The initial inspiration for my Twelve Poems was Paul Muldoon’s poem “The Briefcase,” in which he reflects, while waiting for a bus, on the possibility of “the first inkling” of this poem (inside his briefcase) being swept from his side on a city street in Manhattan by the rushing water of a sudden cloudburst: “I knew I daren’t/set the briefcase down/ to slap my pocket for an obol—/for fear it might slink into a culvert and strike out along the East River/ for the sea. By which I mean the ‘open’ sea.”

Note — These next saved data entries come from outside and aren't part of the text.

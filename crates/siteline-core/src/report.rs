//! Report data model.
//!
//! These types travel three boundaries unchanged: the analysis pipeline
//! assembles them, the HTTP API serializes them, and the database stores the
//! nested structures as JSONB. Optional fields model data the mapping
//! provider genuinely omits; every numeric *metric* on a finished report is
//! concrete: builders substitute defaults rather than leave holes.

use std::fmt;
use std::str::FromStr;

use chrono::{DateTime, Utc};
use serde::{Deserialize, Serialize};

use crate::{Category, CoreError};

/// A geographic point produced by geocoding. Immutable once resolved.
#[derive(Debug, Clone, Copy, PartialEq, Serialize, Deserialize)]
pub struct Coordinate {
    pub lat: f64,
    pub lng: f64,
}

/// A point of interest from the mapping provider. Never mutated locally.
#[derive(Debug, Clone, Serialize, Deserialize)]
pub struct Place {
    pub id: String,
    pub name: String,
    #[serde(default)]
    pub address: Option<String>,
    pub coordinate: Coordinate,
    /// Provider rating in [0, 5].
    #[serde(default)]
    pub rating: Option<f64>,
    #[serde(default)]
    pub review_count: Option<i64>,
    /// Provider price tier in [0, 4].
    #[serde(default)]
    pub price_level: Option<u8>,
    #[serde(default)]
    pub types: Vec<String>,
}

/// A scored candidate site from the alternative-location probe.
#[derive(Debug, Clone, Serialize, Deserialize)]
pub struct AlternativeCandidate {
    pub place: Place,
    /// Heuristic suitability score in [0, 100].
    pub score: u8,
    /// Human-readable signals behind the score. Advisory only.
    pub reasons: Vec<String>,
}

/// A nearby competitor enriched with contact details and derived figures.
#[derive(Debug, Clone, Serialize, Deserialize)]
pub struct CompetitorProfile {
    pub place: Place,
    #[serde(default)]
    pub website: Option<String>,
    #[serde(default)]
    pub phone: Option<String>,
    /// Foot-traffic proxy: the place's own review count (0 when unknown).
    pub footfall: i64,
    /// Estimated cost for two in rupees, from the price-tier table.
    /// `None` when the tier is absent or zero.
    #[serde(default)]
    pub average_price_for_2: Option<i64>,
    /// Only set when supplied by an external source; never computed here.
    #[serde(default)]
    pub revenue: Option<i64>,
}

/// Qualitative Low/Medium/High scale used for competition and saturation.
#[derive(Debug, Clone, Copy, PartialEq, Eq, Serialize, Deserialize)]
pub enum Level {
    Low,
    Medium,
    High,
}

impl fmt::Display for Level {
    fn fmt(&self, f: &mut fmt::Formatter<'_>) -> fmt::Result {
        match self {
            Self::Low => f.write_str("Low"),
            Self::Medium => f.write_str("Medium"),
            Self::High => f.write_str("High"),
        }
    }
}

impl FromStr for Level {
    type Err = CoreError;

    fn from_str(s: &str) -> Result<Self, Self::Err> {
        match s.trim().to_lowercase().as_str() {
            "low" => Ok(Self::Low),
            "medium" | "moderate" => Ok(Self::Medium),
            "high" => Ok(Self::High),
            other => Err(CoreError::UnknownLevel(other.to_string())),
        }
    }
}

/// The closed set of report verdicts.
#[derive(Debug, Clone, Copy, PartialEq, Eq, Serialize, Deserialize)]
pub enum Recommendation {
    #[serde(rename = "Highly Recommended")]
    HighlyRecommended,
    #[serde(rename = "Recommended")]
    Recommended,
    #[serde(rename = "Proceed with Caution")]
    ProceedWithCaution,
    #[serde(rename = "Not Recommended")]
    NotRecommended,
}

impl Recommendation {
    /// Derive the verdict from a viability score.
    #[must_use]
    pub const fn from_viability(score: u8) -> Self {
        if score >= 75 {
            Self::HighlyRecommended
        } else if score >= 60 {
            Self::Recommended
        } else if score >= 40 {
            Self::ProceedWithCaution
        } else {
            Self::NotRecommended
        }
    }

    /// Match a free-text label against the closed set, case-insensitively.
    #[must_use]
    pub fn from_label(label: &str) -> Option<Self> {
        match label.trim().to_lowercase().as_str() {
            "highly recommended" => Some(Self::HighlyRecommended),
            "recommended" => Some(Self::Recommended),
            "proceed with caution" => Some(Self::ProceedWithCaution),
            "not recommended" => Some(Self::NotRecommended),
            _ => None,
        }
    }

    #[must_use]
    pub const fn as_str(self) -> &'static str {
        match self {
            Self::HighlyRecommended => "Highly Recommended",
            Self::Recommended => "Recommended",
            Self::ProceedWithCaution => "Proceed with Caution",
            Self::NotRecommended => "Not Recommended",
        }
    }
}

impl fmt::Display for Recommendation {
    fn fmt(&self, f: &mut fmt::Formatter<'_>) -> fmt::Result {
        f.write_str(self.as_str())
    }
}

/// Quantitative section of a report. All fields are always concrete.
#[derive(Debug, Clone, Copy, PartialEq, Serialize, Deserialize)]
pub struct ReportMetrics {
    /// Heuristic/LLM viability rating in [0, 100].
    pub viability_score: u8,
    pub competition_level: Level,
    pub market_saturation: Level,
    /// Expected monthly revenue, whole rupees.
    pub expected_revenue: i64,
    /// Category-average monthly revenue, whole rupees.
    pub average_revenue: i64,
    /// Total addressable market, whole rupees.
    pub total_addressable_market: i64,
    /// Sum of review counts across nearby places.
    pub footfall: i64,
    pub competitor_count: i64,
}

/// The aggregate analysis report. Created once per request; a re-run
/// produces a new report under a new id.
#[derive(Debug, Clone, Serialize, Deserialize)]
pub struct AnalysisReport {
    pub id: String,
    pub location: String,
    pub category: Category,
    pub coordinates: Coordinate,
    pub summary: String,
    pub strengths: Vec<String>,
    pub weaknesses: Vec<String>,
    pub opportunities: Vec<String>,
    pub threats: Vec<String>,
    pub metrics: ReportMetrics,
    pub recommendation: Recommendation,
    pub key_insights: Vec<String>,
    pub action_items: Vec<String>,
    /// Ranked best-first, at most the caller's requested count.
    pub alternatives: Vec<AlternativeCandidate>,
    pub competitors: Vec<CompetitorProfile>,
    pub created_at: DateTime<Utc>,
}

#[cfg(test)]
#[path = "report_test.rs"]
mod report_test;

In writing these short movements, I was seeking an analogue for the ability of the poet to capture a particular moment and, further, an idea—more or less abstract— about the materials of the art and its forms. As with poetry, the focus is on sound as much as structure: “Cloudburst” is after Muldoon’s wonderful poem; both contemplation and the physical image of a mirror are implied in “Reflection,” which is a palindrome. The harmonic relationship of the perfect fifth in the overtone series is 2:3, a relationship that can also be expressed rhythmically. “Hommage” is my miniature tribute to Debussy, the composer who has most influenced my conception of musical form. His last work, the sonata for violin and piano, is, for me, music that approaches perfection, and a suggestion of the piece appears in this movement.

The preferred, although perhaps less known definition of “shoal” refers to a school of fish. This word always reminds me of my favorite lines from Edouard Roditi’s translation of Alain Bosquet’s poem “Regrets”: “Luxury, impulse! I draft a phrase/ and believe it protects me from this icy world,/ that goes through my body like a shoal of sardines.” Quatrain and octave, poetic terms for the number of lines in a stanza or poem, relate to the number of phrases (four and eight respectively) in these movements.  In addition,  the harmonic interval of the octave is ubiquitous in the concluding movement.

Twelve Poems was written for James Stern and Audrey Andrist, to whom the work is affectionately dedicated.